As TMI, Chernobyl and other accidents have shown, and as we know from the problems of proliferation and waste disposal, nuclear power poses serious dangers. But so do other technologies, and we have learned to manage many dangerous things. The threat of nuclear war does not arise from nuclear power, despite the insistence of antinuclear ideologues that the two are inseparable. Today, many nations can obtain nuclear weapons if they want them, and shutting down nuclear power plants in the US is not going to do anything to stop them.
It's easy for American environmentalists to say we don't need nukes, we can just conserve and build windmills, shoot for a revolution in solar tech, etc.
However, India, China, and other developing nations are hungry for power and nothing is going to stop them from getting it.
Today, if you are a utility planner anywhere in the world and you need another gigawatt of baseload electrical generating capacity, you have three basic choices: Coal, gas, or nuclear. The amount of gas that is available is limited and prices are rising fast. It comes down to coal vs. nukes, until we get that technological breakthrough that makes solar or other renewable power cheap enough and storable.
To say "No Nukes" means "Go Coal" today, and until that changes, the fixed ideology of the Harvey Wassermans ("WE'RE BAAACK!!!") is just irresponsible.
"I'd like to repeat jakenewton's comments - "Wind and solar are being built now with little or no subsidy because they SUCCEED in the marketplace. ""
That was SteveMick, I was mentioning that those methods are subsidized.

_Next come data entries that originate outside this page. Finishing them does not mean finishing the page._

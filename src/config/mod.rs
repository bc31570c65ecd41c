use std::path::Path;
use std::time::Duration;

use parking_lot::RwLock;

use crate::Result;
use crate::error::Error as NoticeError;
use crate::types::{HorizontalAnchor, VerticalAnchor};

mod defaults;
mod env;
mod raw;
mod serde;

pub(crate) use self::serde::HumantimeDuration;
pub use raw::{PositionOptions, SetupOptions};

#[derive(Debug, Clone, PartialEq, Eq)]
pub struct Settings {
    pub app_title: String,
    pub app_icon: Option<String>,
    pub position: Position,
    pub z_index: i32,
    pub container_layout: String,
    pub message_layout: String,
    pub service_worker_path: Option<String>,
    pub verbose: bool,
    pub fade: Duration,
}

#[derive(Debug, Clone, Copy, Default, PartialEq, Eq)]
pub struct Position {
    pub ver: VerticalAnchor,
    pub hor: HorizontalAnchor,
}

impl Default for Settings {
    fn default() -> Self {
        Self {
            app_title: String::new(),
            app_icon: None,
            position: Position::default(),
            z_index: defaults::default_z_index(),
            container_layout: defaults::default_container_layout(),
            message_layout: defaults::default_message_layout(),
            service_worker_path: None,
            verbose: false,
            fade: defaults::default_fade(),
        }
    }
}

impl Settings {
    /// Sparse merge: only the options that are present (and non-empty for
    /// strings) overwrite the current values.
    pub fn merge(&mut self, options: &SetupOptions) {
        if let Some(title) = non_empty(options.app_title.as_ref()) {
            self.app_title = title.to_string();
        }
        if let Some(icon) = non_empty(options.app_icon.as_ref()) {
            self.app_icon = Some(icon.to_string());
        }
        if let Some(layout) = non_empty(options.container_layout.as_ref()) {
            self.container_layout = layout.to_string();
        }
        if let Some(layout) = non_empty(options.message_layout.as_ref()) {
            self.message_layout = layout.to_string();
        }
        if let Some(position) = options.position {
            if let Some(ver) = position.ver {
                self.position.ver = ver;
            }
            if let Some(hor) = position.hor {
                self.position.hor = hor;
            }
        }
        if let Some(z_index) = options.z_index {
            self.z_index = z_index;
        }
        if let Some(path) = non_empty(options.service_worker_path.as_ref()) {
            self.service_worker_path = Some(path.to_string());
        }
        if let Some(verbose) = options.verbose_mode {
            self.verbose = verbose;
        }
        if let Some(fade) = options.fade {
            self.fade = fade;
        }
    }
}

impl SetupOptions {
    /// Load options from a TOML file (optional) and the environment.
    ///
    /// # Errors
    ///
    /// Returns an error when the configuration file cannot be parsed or when
    /// an environment override holds an invalid value.
    pub fn from_env_and_file(path: impl AsRef<Path>) -> Result<Self> {
        let mut options = raw::load(path).map_err(NoticeError::from)?;
        options.apply_env_overrides().map_err(NoticeError::from)?;
        Ok(options)
    }
}

/// Process-wide settings, mutated only through [`SettingsStore::apply`].
#[derive(Debug, Default)]
pub struct SettingsStore {
    inner: RwLock<Settings>,
}

impl SettingsStore {
    #[must_use]
    pub fn new(settings: Settings) -> Self {
        Self {
            inner: RwLock::new(settings),
        }
    }

    #[must_use]
    pub fn snapshot(&self) -> Settings {
        self.inner.read().clone()
    }

    pub fn apply(&self, options: &SetupOptions) -> Settings {
        let mut settings = self.inner.write();
        settings.merge(options);
        settings.clone()
    }

    #[must_use]
    pub fn is_verbose(&self) -> bool {
        self.inner.read().verbose
    }

    #[must_use]
    pub fn fade(&self) -> Duration {
        self.inner.read().fade
    }
}

fn non_empty(value: Option<&String>) -> Option<&str> {
    value.map(String::as_str).filter(|v| !v.is_empty())
}

#[cfg(test)]
mod tests {
    use super::{Settings, SettingsStore, SetupOptions};
    use crate::types::{HorizontalAnchor, VerticalAnchor};
    use std::time::Duration;

    #[test]
    fn defaults_match_widget_defaults() {
        let settings = Settings::default();
        assert_eq!(settings.z_index, 2048);
        assert_eq!(settings.position.ver, VerticalAnchor::Bottom);
        assert_eq!(settings.position.hor, HorizontalAnchor::Right);
        assert_eq!(settings.fade, Duration::from_millis(200));
        assert!(!settings.verbose);
        assert!(settings.app_icon.is_none());
    }

    #[test]
    fn setup_twice_applies_the_union() {
        let store = SettingsStore::default();
        store.apply(&SetupOptions::new().app_title("Shop").z_index(10));
        let settings = store.apply(
            &SetupOptions::new()
                .app_icon("/icon.png")
                .vertical(VerticalAnchor::Top),
        );
        assert_eq!(settings.app_title, "Shop");
        assert_eq!(settings.z_index, 10);
        assert_eq!(settings.app_icon.as_deref(), Some("/icon.png"));
        assert_eq!(settings.position.ver, VerticalAnchor::Top);
        assert_eq!(settings.position.hor, HorizontalAnchor::Right);
    }

    #[test]
    fn empty_strings_do_not_overwrite() {
        let store = SettingsStore::default();
        store.apply(&SetupOptions::new().app_title("Shop"));
        let settings = store.apply(&SetupOptions::new().app_title(""));
        assert_eq!(settings.app_title, "Shop");
    }

    #[test]
    fn verbose_mode_applies_whenever_present() {
        let store = SettingsStore::default();
        store.apply(&SetupOptions::new().verbose_mode(true));
        assert!(store.is_verbose());
        store.apply(&SetupOptions::new().app_title("x"));
        assert!(store.is_verbose());
        store.apply(&SetupOptions::new().verbose_mode(false));
        assert!(!store.is_verbose());
    }
}
use std::fmt;
use std::sync::Arc;

use tokio::runtime::Handle;
use tracing::{trace, warn};

use crate::container::ContainerManager;
use crate::context::Context;
use crate::page::{ClickListener, ElementId};
use crate::style::palette;
use crate::types::{Severity, TempPolicy};

/// Class carried by every message element.
pub const MESSAGE_CLASS: &str = "__notify_msg";

/// Builds, shows and removes on-page messages.
#[derive(Clone)]
pub struct Messages {
    ctx: Arc<Context>,
    container: ContainerManager,
}

impl Messages {
    #[must_use]
    pub const fn new(ctx: Arc<Context>, container: ContainerManager) -> Self {
        Self { ctx, container }
    }

    #[must_use]
    pub const fn container(&self) -> &ContainerManager {
        &self.container
    }

    /// Build a detached, styled message element and wire its dismissal.
    pub fn build(&self, severity: Severity, body: &str, temp: TempPolicy) -> ElementId {
        let page = &self.ctx.page;
        let layout = self.ctx.settings.snapshot().message_layout;
        let element = page.instantiate(&layout);
        page.set_content(element, body);
        page.add_class(element, MESSAGE_CLASS);
        page.add_class(element, severity.as_str());

        let colours = palette(severity);
        let border = colours.border();
        page.apply_style(
            element,
            &[
                ("color", colours.foreground),
                ("background-color", colours.background),
                ("border", border.as_str()),
            ],
        );

        if temp.is_clickable() {
            page.apply_style(element, &[("cursor", "pointer")]);
            let messages = self.clone();
            let listener: ClickListener = Arc::new(move |event| {
                event.stop_propagation();
                messages.remove_msg(element);
            });
            page.on_click(element, listener);
        }

        if let Some(delay) = temp.auto_dismiss() {
            match Handle::try_current() {
                Ok(handle) => {
                    let messages = self.clone();
                    handle.spawn(async move {
                        tokio::time::sleep(delay).await;
                        messages.remove_msg(element);
                    });
                }
                Err(_) => warn!(%element, "no async runtime, auto-dismiss disabled"),
            }
        }

        element
    }

    /// Build a message and append it to the container.
    pub fn show(&self, severity: Severity, body: &str, temp: TempPolicy) -> MessageHandle {
        let element = self.build(severity, body, temp);
        let container = self.container.container();
        self.ctx.page.append_child(container, element);
        trace!(%element, severity = %severity, ?temp, "message shown");
        MessageHandle {
            element,
            messages: self.clone(),
        }
    }

    /// Fade out and detach, without looking at the container.
    pub fn remove(&self, element: ElementId) {
        self.ctx
            .page
            .fade_out_and_detach(element, self.ctx.settings.fade());
    }

    /// Remove a message, collapsing the whole container when it is the last
    /// one. The count is taken before the fade starts.
    pub fn remove_msg(&self, element: ElementId) {
        let page = &self.ctx.page;
        match self.container.current() {
            Some(container) if page.contains(container, element) => {
                if page.child_count(container) < 2 {
                    self.remove(container);
                } else {
                    self.remove(element);
                }
            }
            _ => self.remove(element),
        }
    }

    /// Remove the container and every message in it.
    pub fn clear(&self) {
        if let Some(container) = self.container.current() {
            self.remove(container);
        }
    }
}

/// Returned by the on-page severity calls; removes exactly its message.
#[derive(Clone)]
pub struct MessageHandle {
    element: ElementId,
    messages: Messages,
}

impl MessageHandle {
    #[must_use]
    pub const fn element(&self) -> ElementId {
        self.element
    }

    pub fn remove(&self) {
        self.messages.remove_msg(self.element);
    }
}

impl fmt::Debug for MessageHandle {
    fn fmt(&self, f: &mut fmt::Formatter<'_>) -> fmt::Result {
        f.debug_struct("MessageHandle")
            .field("element", &self.element)
            .finish_non_exhaustive()
    }
}

#[cfg(test)]
mod tests {
    use super::{MESSAGE_CLASS, Messages};
    use crate::config::{Settings, SetupOptions};
    use crate::container::{CONTAINER_ID, ContainerManager};
    use crate::page::Page;
    use crate::context::Context;
    use crate::page::memory::MemoryPage;
    use crate::types::{Severity, TempPolicy};
    use std::sync::Arc;
    use std::time::Duration;

    fn messages() -> (MemoryPage, Messages) {
        let page = MemoryPage::new();
        let mut settings = Settings::default();
        settings.merge(&SetupOptions::new().fade(Duration::ZERO));
        let ctx = Context::new(Arc::new(page.clone()), settings);
        let container = ContainerManager::new(Arc::clone(&ctx));
        (page, Messages::new(ctx, container))
    }

    #[test]
    fn build_applies_severity_style_and_classes() {
        let (page, messages) = messages();
        let el = messages.build(Severity::Warning, "Careful", TempPolicy::Persistent);
        assert_eq!(page.content(el).as_deref(), Some("Careful"));
        assert!(page.has_class(el, MESSAGE_CLASS));
        assert!(page.has_class(el, "warning"));
        assert_eq!(page.style(el, "color").as_deref(), Some("#8A6D3B"));
        assert_eq!(
            page.style(el, "background-color").as_deref(),
            Some("#FCF8E3")
        );
        assert_eq!(
            page.style(el, "border").as_deref(),
            Some("1px solid #8A6D3B")
        );
        assert!(!page.is_attached(el));
    }

    #[test]
    fn persistent_message_has_no_click_handler() {
        let (page, messages) = messages();
        let handle = messages.show(Severity::Info, "Sticky", TempPolicy::Persistent);
        let el = handle.element();
        assert_eq!(page.listener_count(el), 0);
        assert_eq!(page.style(el, "cursor"), None);

        page.click(el);
        assert!(page.is_attached(el));
        assert_eq!(page.body_clicks(), 1);

        handle.remove();
        assert!(!page.is_attached(el));
    }

    #[test]
    fn click_dismisses_and_stops_propagation() {
        let (page, messages) = messages();
        let keep = messages.show(Severity::Info, "Keep", TempPolicy::DismissOnClick);
        let gone = messages.show(Severity::Error, "Gone", TempPolicy::DismissOnClick);
        assert_eq!(page.style(gone.element(), "cursor").as_deref(), Some("pointer"));

        page.click(gone.element());
        assert_eq!(page.body_clicks(), 0);
        assert!(!page.is_attached(gone.element()));
        assert!(page.is_attached(keep.element()));
        assert_eq!(page.count_by_id(CONTAINER_ID), 1);
    }

    #[test]
    fn removing_last_message_collapses_container() {
        let (page, messages) = messages();
        let first = messages.show(Severity::Success, "One", TempPolicy::Persistent);
        let second = messages.show(Severity::Success, "Two", TempPolicy::Persistent);
        let container = messages.container().container();
        assert_eq!(page.child_count(container), 2);

        first.remove();
        assert!(page.is_attached(container));
        assert_eq!(page.children(container), vec![second.element()]);

        second.remove();
        assert!(!page.is_attached(container));
        assert_eq!(page.count_by_id(CONTAINER_ID), 0);
    }

    #[test]
    fn double_remove_is_a_noop() {
        let (page, messages) = messages();
        let first = messages.show(Severity::Info, "One", TempPolicy::Persistent);
        let second = messages.show(Severity::Info, "Two", TempPolicy::Persistent);
        first.remove();
        first.remove();
        assert!(page.is_attached(second.element()));
        assert_eq!(page.count_by_id(CONTAINER_ID), 1);
    }

    #[test]
    fn stale_handle_does_not_touch_new_container() {
        let (page, messages) = messages();
        let stale = messages.show(Severity::Info, "Old", TempPolicy::Persistent);
        messages.clear();
        let fresh = messages.show(Severity::Info, "New", TempPolicy::Persistent);
        stale.remove();
        assert!(page.is_attached(fresh.element()));
        assert_eq!(page.count_by_id(CONTAINER_ID), 1);
    }

    #[test]
    fn removed_messages_are_freed() {
        let (page, messages) = messages();
        let keep = messages.show(Severity::Info, "Keep", TempPolicy::Persistent);
        for round in 0..50 {
            let body = format!("#{round}");
            messages
                .show(Severity::Info, &body, TempPolicy::Persistent)
                .remove();
        }
        // The container and the message still shown.
        assert_eq!(page.node_count(), 2);

        keep.remove();
        assert_eq!(page.node_count(), 0);
        messages.show(Severity::Info, "Again", TempPolicy::Persistent);
        messages.clear();
        assert_eq!(page.node_count(), 0);
    }

    #[test]
    fn clear_without_container_is_harmless() {
        let (page, messages) = messages();
        messages.clear();
        assert!(page.body_children().is_empty());
    }

    #[tokio::test(start_paused = true)]
    async fn auto_dismiss_races_with_click() {
        let (page, messages) = messages();
        let other = messages.show(Severity::Info, "Other", TempPolicy::Persistent);
        let timed = messages.show(
            Severity::Warning,
            "Timed",
            TempPolicy::AutoDismiss(Duration::from_secs(5)),
        );

        page.click(timed.element());
        assert!(!page.is_attached(timed.element()));

        tokio::time::sleep(Duration::from_secs(6)).await;
        assert!(page.is_attached(other.element()));
        assert_eq!(page.count_by_id(CONTAINER_ID), 1);
    }
}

Whose child will we disfigure with all that Depleted Uranium these things produce? The Neo Cons Evilgelical Supporters will need to select a few more undefended nations to obliterate.
1) A terrorist attack on a nuke plant will hardly scratch the surface. The containment vessels are many stronger than the U-boat pens in Europe that cannot be broken and removed. Yes, a plane will bounce off. There is a great video of a 707 that was deliberately crashed. The 707 hit a concrete barrier and was pulverized. The concrete barrier remained uncompromised.
2) People miss the point of the Energy Bill and the drive away from sustainable energy sources like wind and solar. Nuke AND coal-fired plants centralize energy production, which means it is corporatized energy. Wind and solar decentralizes energy production removing a key energy base of the elites.
3) We can produce clean, safe energy to meet our needs, but it does not meet the monetary needs of the elites.
Not to mention the "Mini-Reactors" like the one at Penn State University that accidently spilled a couple hundred gallons of waste water last week. I don't guess it was picked up on the NCAA coverage. I was told they let the public in on it a couple days later in the CDT (local paper).
I guess all the fish will be bright,bright ,florescent green in Spring Creek .Or of course dead.